== DATA FOR THIS TASK ==

use std::collections::HashMap;
use std::sync::Arc;

use crate::{
    db::PreferenceStore,
    error::{AppError, AppResult},
    models::{
        CatalogTrack, NewPreferenceRecord, Preference, PreferenceRecord,
        UnifiedRecommendationResult, UnifiedSearchResult, UnifiedTrack,
    },
    services::providers::CatalogProvider,
};

/// Largest search page the catalog accepts
pub const MAX_PAGE_SIZE: u32 = 50;

/// Largest recommendation batch the catalog accepts
pub const MAX_RECOMMENDATION_LIMIT: u32 = 100;

/// Reconciles catalog results with the requesting user's stored preferences
///
/// Every call is a single linear pipeline: catalog call, one bulk preference
/// lookup, merge. A failure at any step fails the whole call; catalog results
/// are never returned without the preference lookup having succeeded.
pub struct TrackService {
    catalog: Arc<dyn CatalogProvider>,
    preferences: Arc<dyn PreferenceStore>,
}

impl TrackService {
    pub fn new(catalog: Arc<dyn CatalogProvider>, preferences: Arc<dyn PreferenceStore>) -> Self {
        Self {
            catalog,
            preferences,
        }
    }

    /// Searches the catalog and annotates each hit with the user's preference
    ///
    /// `page_index` is 1-based.
    pub async fn search(
        &self,
        query: &str,
        page_size: u32,
        page_index: u32,
        user_id: i64,
    ) -> AppResult<UnifiedSearchResult> {
        if query.trim().is_empty() {
            return Err(AppError::InvalidInput(
                "Search query cannot be empty".to_string(),
            ));
        }
        validate_batch_size("page_size", page_size, MAX_PAGE_SIZE)?;
        if page_index == 0 {
            return Err(AppError::InvalidInput(
                "page_index starts at 1".to_string(),
            ));
        }

        let limit = page_size;
        let offset = (page_index - 1)
            .checked_mul(page_size)
            .ok_or_else(|| AppError::InvalidInput("page_index is out of range".to_string()))?;

        let result = self.catalog.search(query, limit, offset).await.map_err(|e| {
            tracing::error!(error = %e, provider = self.catalog.name(), "Track search failed");
            e
        })?;

        let preferences = self.lookup_preferences(user_id, &result.tracks).await?;

        Ok(UnifiedSearchResult {
            limit: result.limit,
            offset: result.offset,
            total: result.total,
            items: merge_preferences(&result.tracks, &preferences),
        })
    }

    /// Fetches recommendations seeded by `track_id`, annotated with the user's preferences
    pub async fn get_recommendations(
        &self,
        user_id: i64,
        limit: u32,
        track_id: &str,
    ) -> AppResult<UnifiedRecommendationResult> {
        if track_id.trim().is_empty() {
            return Err(AppError::InvalidInput(
                "Seed track ID cannot be empty".to_string(),
            ));
        }
        validate_batch_size("limit", limit, MAX_RECOMMENDATION_LIMIT)?;

        let result = self
            .catalog
            .get_recommendations(limit, track_id)
            .await
            .map_err(|e| {
                tracing::error!(
                    error = %e,
                    provider = self.catalog.name(),
                    "Recommendation fetch failed"
                );
                e
            })?;

        let preferences = self.lookup_preferences(user_id, &result.tracks).await?;

        Ok(UnifiedRecommendationResult {
            items: merge_preferences(&result.tracks, &preferences),
        })
    }

    /// Records `preference` for (user, track), creating the record on first use
    pub async fn upsert_track_activity(
        &self,
        user_id: i64,
        track_id: &str,
        preference: Preference,
    ) -> AppResult<()> {
        if track_id.trim().is_empty() {
            return Err(AppError::InvalidInput(
                "Track ID cannot be empty".to_string(),
            ));
        }

        match self.preferences.get(user_id, track_id).await {
            Ok(mut record) => {
                record.preference = preference;
                self.preferences.update(&record).await.map_err(|e| {
                    tracing::error!(
                        error = %e,
                        user_id = user_id,
                        track_id = %track_id,
                        "Failed to update track activity"
                    );
                    e
                })?;
                tracing::info!(
                    user_id = user_id,
                    track_id = %track_id,
                    ?preference,
                    "Track activity updated"
                );
            }
            Err(AppError::NotFound(_)) => {
                let record = NewPreferenceRecord::for_user(user_id, track_id, preference);
                self.preferences.create(&record).await.map_err(|e| {
                    tracing::error!(
                        error = %e,
                        user_id = user_id,
                        track_id = %track_id,
                        "Failed to create track activity"
                    );
                    e
                })?;
                tracing::info!(
                    user_id = user_id,
                    track_id = %track_id,
                    ?preference,
                    "Track activity created"
                );
            }
            Err(e) => {
                tracing::error!(
                    error = %e,
                    user_id = user_id,
                    track_id = %track_id,
                    "Failed to load track activity"
                );
                return Err(e);
            }
        }

        Ok(())
    }

    /// Bulk lookup for the IDs of `tracks`; no storage round-trip when there are none
    async fn lookup_preferences(
        &self,
        user_id: i64,
        tracks: &[CatalogTrack],
    ) -> AppResult<HashMap<String, PreferenceRecord>> {
        if tracks.is_empty() {
            return Ok(HashMap::new());
        }

        let track_ids: Vec<String> = tracks.iter().map(|t| t.id.clone()).collect();

        self.preferences
            .get_bulk(user_id, &track_ids)
            .await
            .map_err(|e| {
                tracing::error!(error = %e, user_id = user_id, "Failed to load track activities");
                e
            })
    }
}

fn validate_batch_size(name: &str, value: u32, max: u32) -> AppResult<()> {
    if value == 0 || value > max {
        return Err(AppError::InvalidInput(format!(
            "{} must be between 1 and {}",
            name, max
        )));
    }
    Ok(())
}

/// Attaches stored preferences to catalog tracks, preserving catalog order
///
/// Tracks without a record come out as `Preference::Neutral`.
pub fn merge_preferences(
    tracks: &[CatalogTrack],
    preferences: &HashMap<String, PreferenceRecord>,
) -> Vec<UnifiedTrack> {
    tracks
        .iter()
        .map(|track| UnifiedTrack {
            track: track.clone(),
            preference: preferences
                .get(&track.id)
                .map(|record| record.preference)
                .unwrap_or_default(),
        })
        .collect()
}
use axum::{
    extract::FromRequestParts,
    http::{request::Parts, HeaderValue},
};

use crate::error::AppError;

/// Header carrying the user ID verified by the authenticating gateway
pub const USER_ID_HEADER: &str = "x-user-id";

/// Authenticated user making the request
///
/// The header value is trusted as-is: bearer tokens are verified by the gateway,
/// which must strip any client-supplied `x-user-id`. The service must only be
/// reachable through that gateway, never exposed directly.
#[derive(Debug, Clone, Copy, PartialEq, Eq)]
pub struct CurrentUser(pub i64);

impl CurrentUser {
    fn from_header(value: Option<&HeaderValue>) -> Result<Self, AppError> {
        let value = value
            .ok_or_else(|| AppError::Unauthorized(format!("Missing {} header", USER_ID_HEADER)))?;

        value
            .to_str()
            .ok()
            .and_then(|v| v.trim().parse::<i64>().ok())
            .filter(|id| *id > 0)
            .map(CurrentUser)
            .ok_or_else(|| AppError::Unauthorized(format!("Invalid {} header", USER_ID_HEADER)))
    }
}

#[axum::async_trait]
impl<S> FromRequestParts<S> for CurrentUser
where
    S: Send + Sync,
{
    type Rejection = AppError;

    async fn from_request_parts(parts: &mut Parts, _state: &S) -> Result<Self, Self::Rejection> {
        Self::from_header(parts.headers.get(USER_ID_HEADER))
    }
}

#[cfg(test)]
mod tests {
    use super::*;

    #[test]
    fn test_valid_user_id() {
        let value = HeaderValue::from_static("42");
        assert_eq!(CurrentUser::from_header(Some(&value)).unwrap(), CurrentUser(42));
    }

    #[test]
    fn test_missing_or_invalid_user_id() {
        assert!(matches!(
            CurrentUser::from_header(None),
            Err(AppError::Unauthorized(_))
        ));

        for raw in ["abc", "0", "-3", ""] {
            let value = HeaderValue::from_static(raw);
            assert!(matches!(
                CurrentUser::from_header(Some(&value)),
                Err(AppError::Unauthorized(_))
            ));
        }
    }
}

===

- WORK TO BE COMPLETED: Collect from the data above every line that includes "Unauthorized".

- WRITTEN REPLY:
            .ok_or_else(|| AppError::Unauthorized(format!("Missing {} header", USER_ID_HEADER)))?;
            .ok_or_else(|| AppError::Unauthorized(format!("Invalid {} header", USER_ID_HEADER)))
            Err(AppError::Unauthorized(_))
                Err(AppError::Unauthorized(_))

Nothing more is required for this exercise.